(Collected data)
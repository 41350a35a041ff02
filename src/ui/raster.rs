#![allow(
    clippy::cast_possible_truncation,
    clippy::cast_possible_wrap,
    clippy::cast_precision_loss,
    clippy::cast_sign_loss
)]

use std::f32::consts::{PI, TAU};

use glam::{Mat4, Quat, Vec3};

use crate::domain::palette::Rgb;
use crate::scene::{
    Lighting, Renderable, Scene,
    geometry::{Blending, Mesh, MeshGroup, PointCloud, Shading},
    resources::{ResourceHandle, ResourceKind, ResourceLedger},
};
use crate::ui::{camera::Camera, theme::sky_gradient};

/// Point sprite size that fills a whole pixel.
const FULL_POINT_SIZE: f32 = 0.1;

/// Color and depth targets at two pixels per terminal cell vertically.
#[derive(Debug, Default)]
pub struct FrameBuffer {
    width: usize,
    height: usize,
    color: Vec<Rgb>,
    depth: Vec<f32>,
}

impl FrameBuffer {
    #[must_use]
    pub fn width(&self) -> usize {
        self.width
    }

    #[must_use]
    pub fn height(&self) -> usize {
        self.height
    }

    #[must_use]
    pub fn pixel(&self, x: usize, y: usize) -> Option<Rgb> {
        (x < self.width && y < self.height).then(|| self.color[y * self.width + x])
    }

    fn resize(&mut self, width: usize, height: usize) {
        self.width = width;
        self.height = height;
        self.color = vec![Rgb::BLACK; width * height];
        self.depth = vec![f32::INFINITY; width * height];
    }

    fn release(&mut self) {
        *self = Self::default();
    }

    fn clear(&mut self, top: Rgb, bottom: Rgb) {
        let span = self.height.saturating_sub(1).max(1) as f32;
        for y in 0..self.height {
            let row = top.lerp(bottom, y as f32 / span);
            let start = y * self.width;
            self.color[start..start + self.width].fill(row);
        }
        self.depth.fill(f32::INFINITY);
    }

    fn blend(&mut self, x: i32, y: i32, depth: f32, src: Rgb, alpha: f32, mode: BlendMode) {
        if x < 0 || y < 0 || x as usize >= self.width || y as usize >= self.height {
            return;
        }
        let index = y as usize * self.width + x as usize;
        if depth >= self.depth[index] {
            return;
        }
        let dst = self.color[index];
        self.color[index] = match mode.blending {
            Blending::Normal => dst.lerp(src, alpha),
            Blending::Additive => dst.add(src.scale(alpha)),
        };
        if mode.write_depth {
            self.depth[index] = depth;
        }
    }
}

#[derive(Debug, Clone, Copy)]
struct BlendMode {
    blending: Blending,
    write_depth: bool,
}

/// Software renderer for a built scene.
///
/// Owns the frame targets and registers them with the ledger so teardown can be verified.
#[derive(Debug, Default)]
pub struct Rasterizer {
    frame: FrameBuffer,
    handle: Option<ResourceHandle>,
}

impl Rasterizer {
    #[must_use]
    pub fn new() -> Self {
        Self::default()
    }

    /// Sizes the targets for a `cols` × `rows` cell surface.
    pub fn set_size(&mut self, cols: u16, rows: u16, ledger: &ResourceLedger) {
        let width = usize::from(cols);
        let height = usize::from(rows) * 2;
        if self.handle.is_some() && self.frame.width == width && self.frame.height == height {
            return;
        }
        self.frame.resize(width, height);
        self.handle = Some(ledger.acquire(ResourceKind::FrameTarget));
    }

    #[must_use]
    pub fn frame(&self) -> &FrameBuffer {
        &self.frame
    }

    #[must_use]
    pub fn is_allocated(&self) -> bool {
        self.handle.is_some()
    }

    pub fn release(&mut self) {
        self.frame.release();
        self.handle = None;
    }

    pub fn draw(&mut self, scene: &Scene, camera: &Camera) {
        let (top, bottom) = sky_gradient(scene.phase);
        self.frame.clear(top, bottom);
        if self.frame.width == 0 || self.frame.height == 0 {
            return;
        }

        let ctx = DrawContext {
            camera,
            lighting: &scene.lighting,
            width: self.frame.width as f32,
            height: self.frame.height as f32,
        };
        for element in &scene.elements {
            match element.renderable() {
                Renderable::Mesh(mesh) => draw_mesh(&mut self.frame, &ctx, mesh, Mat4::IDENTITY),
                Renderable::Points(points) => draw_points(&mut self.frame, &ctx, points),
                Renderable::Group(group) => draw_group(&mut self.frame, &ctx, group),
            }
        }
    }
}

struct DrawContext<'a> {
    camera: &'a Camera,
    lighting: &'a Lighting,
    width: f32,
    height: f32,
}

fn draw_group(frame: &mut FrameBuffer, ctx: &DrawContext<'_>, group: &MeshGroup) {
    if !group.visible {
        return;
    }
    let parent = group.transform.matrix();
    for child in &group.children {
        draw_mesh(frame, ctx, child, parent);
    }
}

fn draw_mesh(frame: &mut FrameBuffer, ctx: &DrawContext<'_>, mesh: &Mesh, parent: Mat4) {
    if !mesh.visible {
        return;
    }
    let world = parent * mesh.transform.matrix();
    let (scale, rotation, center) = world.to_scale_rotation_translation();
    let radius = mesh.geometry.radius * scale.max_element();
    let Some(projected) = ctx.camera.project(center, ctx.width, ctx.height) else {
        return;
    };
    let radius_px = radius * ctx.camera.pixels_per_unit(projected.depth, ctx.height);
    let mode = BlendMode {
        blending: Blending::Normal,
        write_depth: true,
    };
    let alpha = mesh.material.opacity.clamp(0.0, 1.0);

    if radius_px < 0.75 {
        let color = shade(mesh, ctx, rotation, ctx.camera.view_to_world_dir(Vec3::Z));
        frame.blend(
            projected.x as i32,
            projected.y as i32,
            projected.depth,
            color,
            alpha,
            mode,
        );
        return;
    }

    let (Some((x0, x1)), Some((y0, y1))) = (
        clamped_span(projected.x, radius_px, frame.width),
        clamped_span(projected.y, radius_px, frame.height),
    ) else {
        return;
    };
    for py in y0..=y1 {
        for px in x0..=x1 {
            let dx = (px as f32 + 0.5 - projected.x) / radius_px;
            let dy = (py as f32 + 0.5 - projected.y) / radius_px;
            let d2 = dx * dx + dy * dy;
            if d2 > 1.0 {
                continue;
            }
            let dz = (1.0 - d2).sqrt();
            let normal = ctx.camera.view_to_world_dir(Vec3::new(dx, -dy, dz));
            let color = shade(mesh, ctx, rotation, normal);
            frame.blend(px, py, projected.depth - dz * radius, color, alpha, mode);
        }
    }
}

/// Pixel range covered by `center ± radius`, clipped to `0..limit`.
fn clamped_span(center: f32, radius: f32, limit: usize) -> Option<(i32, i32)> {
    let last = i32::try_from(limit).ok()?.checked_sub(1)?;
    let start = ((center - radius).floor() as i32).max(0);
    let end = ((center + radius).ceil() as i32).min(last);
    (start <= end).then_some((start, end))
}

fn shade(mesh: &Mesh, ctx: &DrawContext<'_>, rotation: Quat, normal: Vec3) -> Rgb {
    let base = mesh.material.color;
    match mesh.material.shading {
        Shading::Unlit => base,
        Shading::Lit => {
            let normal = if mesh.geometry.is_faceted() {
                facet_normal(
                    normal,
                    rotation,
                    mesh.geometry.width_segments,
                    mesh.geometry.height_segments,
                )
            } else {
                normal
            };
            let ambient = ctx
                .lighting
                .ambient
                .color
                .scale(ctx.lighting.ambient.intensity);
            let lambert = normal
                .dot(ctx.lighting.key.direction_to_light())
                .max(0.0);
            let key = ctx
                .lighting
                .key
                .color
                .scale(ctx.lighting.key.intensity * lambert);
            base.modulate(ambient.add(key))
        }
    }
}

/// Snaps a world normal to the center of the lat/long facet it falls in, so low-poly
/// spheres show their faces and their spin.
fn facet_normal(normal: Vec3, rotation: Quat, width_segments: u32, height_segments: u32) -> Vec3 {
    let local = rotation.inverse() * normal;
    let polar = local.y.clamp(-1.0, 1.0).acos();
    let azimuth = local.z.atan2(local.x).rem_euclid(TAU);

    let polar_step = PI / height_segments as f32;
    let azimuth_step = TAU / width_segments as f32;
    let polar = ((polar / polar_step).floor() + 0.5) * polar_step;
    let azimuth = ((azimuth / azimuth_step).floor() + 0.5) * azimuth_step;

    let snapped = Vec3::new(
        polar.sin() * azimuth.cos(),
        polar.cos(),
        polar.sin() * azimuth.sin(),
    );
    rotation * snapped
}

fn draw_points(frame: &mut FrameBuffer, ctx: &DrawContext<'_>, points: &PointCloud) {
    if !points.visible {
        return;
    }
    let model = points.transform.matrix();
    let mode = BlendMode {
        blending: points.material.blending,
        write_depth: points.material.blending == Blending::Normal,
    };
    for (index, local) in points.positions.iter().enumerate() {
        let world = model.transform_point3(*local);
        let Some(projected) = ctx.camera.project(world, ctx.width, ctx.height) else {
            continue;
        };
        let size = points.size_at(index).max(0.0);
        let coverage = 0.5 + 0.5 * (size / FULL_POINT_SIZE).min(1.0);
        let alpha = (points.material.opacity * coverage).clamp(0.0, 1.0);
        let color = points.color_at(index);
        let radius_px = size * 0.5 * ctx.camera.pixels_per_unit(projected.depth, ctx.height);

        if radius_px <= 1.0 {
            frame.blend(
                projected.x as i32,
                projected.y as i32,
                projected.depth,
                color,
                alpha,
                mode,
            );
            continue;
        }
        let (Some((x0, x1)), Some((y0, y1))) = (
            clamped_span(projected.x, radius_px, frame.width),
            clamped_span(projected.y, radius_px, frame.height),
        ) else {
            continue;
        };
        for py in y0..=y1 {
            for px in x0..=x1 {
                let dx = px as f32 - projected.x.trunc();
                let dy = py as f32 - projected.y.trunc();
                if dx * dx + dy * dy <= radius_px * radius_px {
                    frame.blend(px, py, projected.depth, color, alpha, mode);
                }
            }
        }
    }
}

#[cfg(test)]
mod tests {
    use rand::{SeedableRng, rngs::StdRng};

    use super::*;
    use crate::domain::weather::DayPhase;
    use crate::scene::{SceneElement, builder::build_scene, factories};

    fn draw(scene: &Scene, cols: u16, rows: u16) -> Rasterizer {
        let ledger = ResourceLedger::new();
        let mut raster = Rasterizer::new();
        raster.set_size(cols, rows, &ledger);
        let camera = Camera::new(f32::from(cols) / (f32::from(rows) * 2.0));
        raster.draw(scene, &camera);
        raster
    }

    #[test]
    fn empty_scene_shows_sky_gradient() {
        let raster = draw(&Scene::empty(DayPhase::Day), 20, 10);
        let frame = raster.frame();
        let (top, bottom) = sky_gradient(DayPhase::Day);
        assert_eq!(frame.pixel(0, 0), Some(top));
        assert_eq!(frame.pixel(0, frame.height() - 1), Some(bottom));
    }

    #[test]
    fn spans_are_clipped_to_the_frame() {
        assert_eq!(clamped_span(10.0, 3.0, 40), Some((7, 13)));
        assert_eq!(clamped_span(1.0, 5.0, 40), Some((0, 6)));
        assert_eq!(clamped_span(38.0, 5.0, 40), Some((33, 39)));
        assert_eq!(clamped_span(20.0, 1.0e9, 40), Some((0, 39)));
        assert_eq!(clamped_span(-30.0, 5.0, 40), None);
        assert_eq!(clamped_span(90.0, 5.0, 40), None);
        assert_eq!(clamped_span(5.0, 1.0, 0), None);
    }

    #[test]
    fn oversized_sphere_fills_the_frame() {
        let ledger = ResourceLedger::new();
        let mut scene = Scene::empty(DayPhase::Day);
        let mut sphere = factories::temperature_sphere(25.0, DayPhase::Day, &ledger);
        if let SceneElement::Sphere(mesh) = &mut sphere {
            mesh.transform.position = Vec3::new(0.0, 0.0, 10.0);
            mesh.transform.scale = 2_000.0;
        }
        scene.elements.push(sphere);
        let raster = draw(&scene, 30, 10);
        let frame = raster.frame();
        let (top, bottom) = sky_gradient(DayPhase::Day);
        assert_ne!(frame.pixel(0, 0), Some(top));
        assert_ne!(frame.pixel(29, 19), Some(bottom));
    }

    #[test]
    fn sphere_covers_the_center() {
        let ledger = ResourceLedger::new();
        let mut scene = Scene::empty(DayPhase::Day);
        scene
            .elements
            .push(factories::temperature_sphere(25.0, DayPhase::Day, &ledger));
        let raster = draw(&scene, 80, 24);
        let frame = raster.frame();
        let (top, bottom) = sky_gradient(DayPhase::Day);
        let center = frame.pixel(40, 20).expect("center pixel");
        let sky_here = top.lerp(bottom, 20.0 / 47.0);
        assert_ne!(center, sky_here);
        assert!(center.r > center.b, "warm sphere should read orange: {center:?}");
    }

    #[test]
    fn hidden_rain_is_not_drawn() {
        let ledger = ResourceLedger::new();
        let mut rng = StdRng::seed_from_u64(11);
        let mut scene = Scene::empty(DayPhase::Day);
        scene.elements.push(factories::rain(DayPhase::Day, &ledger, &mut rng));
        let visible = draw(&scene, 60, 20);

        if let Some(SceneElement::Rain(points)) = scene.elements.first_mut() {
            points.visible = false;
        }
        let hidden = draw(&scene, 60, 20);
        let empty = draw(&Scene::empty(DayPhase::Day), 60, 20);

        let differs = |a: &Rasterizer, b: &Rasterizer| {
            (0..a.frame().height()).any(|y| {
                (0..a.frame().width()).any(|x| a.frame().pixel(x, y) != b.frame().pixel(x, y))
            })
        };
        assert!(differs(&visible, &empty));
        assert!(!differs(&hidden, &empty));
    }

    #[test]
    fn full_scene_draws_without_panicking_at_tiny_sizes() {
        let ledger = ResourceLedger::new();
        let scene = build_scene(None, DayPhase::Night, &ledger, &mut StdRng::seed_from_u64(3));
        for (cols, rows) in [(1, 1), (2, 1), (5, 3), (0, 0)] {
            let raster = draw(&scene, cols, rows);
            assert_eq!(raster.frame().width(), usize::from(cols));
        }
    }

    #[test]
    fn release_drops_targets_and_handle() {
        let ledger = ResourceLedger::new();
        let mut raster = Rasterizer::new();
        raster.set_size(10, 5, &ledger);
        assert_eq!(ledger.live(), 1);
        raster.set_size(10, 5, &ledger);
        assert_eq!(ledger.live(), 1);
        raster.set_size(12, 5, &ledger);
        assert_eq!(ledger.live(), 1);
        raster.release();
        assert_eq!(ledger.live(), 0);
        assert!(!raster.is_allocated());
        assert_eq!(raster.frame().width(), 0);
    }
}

Exercise goal:
In the entries above, one line contains "a built scene." and another contains "let height = usize::from(rows) * 2;". Reproduce exactly those two lines and the lines between them, nothing else.

Exercise result:
/// Software renderer for a built scene.
///
/// Owns the frame targets and registers them with the ledger so teardown can be verified.
#[derive(Debug, Default)]
pub struct Rasterizer {
    frame: FrameBuffer,
    handle: Option<ResourceHandle>,
}

impl Rasterizer {
    #[must_use]
    pub fn new() -> Self {
        Self::default()
    }

    /// Sizes the targets for a `cols` × `rows` cell surface.
    pub fn set_size(&mut self, cols: u16, rows: u16, ledger: &ResourceLedger) {
        let width = usize::from(cols);
        let height = usize::from(rows) * 2;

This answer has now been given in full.